Luke ended his life conferring on Rey the title of last Jedi. She became the keeper of the sacred Jedi texts without having to have the right last name. As Kylo Ren said, Rey had “always known” her parents sold her off for drinking money. She was something from nothing, an inspiration to all. The emphasis was on chosen family: General Organa, the adopted aristocrat who now shunned her Princess title, taught Rey that was “all we need.” 

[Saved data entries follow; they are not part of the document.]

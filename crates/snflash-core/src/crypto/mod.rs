//! Cryptographic helpers for the bundled diagnostics assets.
//!
//! Stateless functions over explicit byte slices and keys. Nothing here keeps
//! key material between calls.

pub mod cipher;
pub mod kdf;
pub mod seal;

use rand::RngCore;
use thiserror::Error;

pub use cipher::{BLOCK_SIZE, Iv, KEY_SIZE};
pub use kdf::{DerivedKey, Prf, derive, derive_with};
pub use seal::{decrypt_string, encrypt_string, open_with_passphrase, seal_with_passphrase};

#[derive(Error, Debug, Clone, PartialEq, Eq)]
pub enum CryptoError {
    #[error("Invalid parameter: {0}")]
    InvalidParameter(String),

    #[error("Invalid padding")]
    PaddingInvalid,

    #[error("Invalid ciphertext length: {len} is not a positive multiple of {block}")]
    LengthInvalid { len: usize, block: usize },
}

/// Fill a fresh buffer with OS randomness.
pub fn random_bytes(len: usize) -> Vec<u8> {
    let mut buf = vec![0u8; len];
    rand::rngs::OsRng.fill_bytes(&mut buf);
    buf
}

#[cfg(test)]
mod tests {
    use super::*;

    #[test]
    fn test_random_bytes_length() {
        assert_eq!(random_bytes(0).len(), 0);
        assert_eq!(random_bytes(16).len(), 16);
        // 128 random bits colliding would mean a broken RNG.
        assert_ne!(random_bytes(16), random_bytes(16));
    }
}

And to underline the democratic message in a coda, Johnson gave us “broom boy,” an unnamed Force-sensitive kid working as child labor in the stables of Canto Bight. Inspired by tales of Luke Skywalker and a Resistance ring from Rose, he hoists his broom like a lightsaber. Maybe, the movie hints, just maybe, the next Jedi will come from nothing too.   

Well, so much for that idea. Maybe broom boy will be inspired by the tale of how Rey Palpatine became Rey Skywalker, but it’s hard to see how her transit from one exclusive Force-wielding family to another gets the average Joe or Jane of the galaxy thinking they could be a Jedi too. 

Would Abrams’ plot have worked without it? Might it have seemed a little fresher without retreading the most cliched ground of Star Wars, the Dark Side family connection reveal? I’d argue it would. Rey could still have been a naturally talented nobody and the Emperor would still want to turn or kill her. 

She could still be the rallying point for all the hopes and ghosts of a thousand generations of Jedi, men and women from all over the galaxy. And her quest to save Ben Solo would have been more altruistic if it weren’t one grandkid of a famous Dark Side family looking after another.

But it matters not. The question is settled. The aristocrats won the Star Wars. Rey Palpatine she was, Rey Skywalker she will be, forever more. Rey Nobody, meanwhile, is a citizen of nowhere.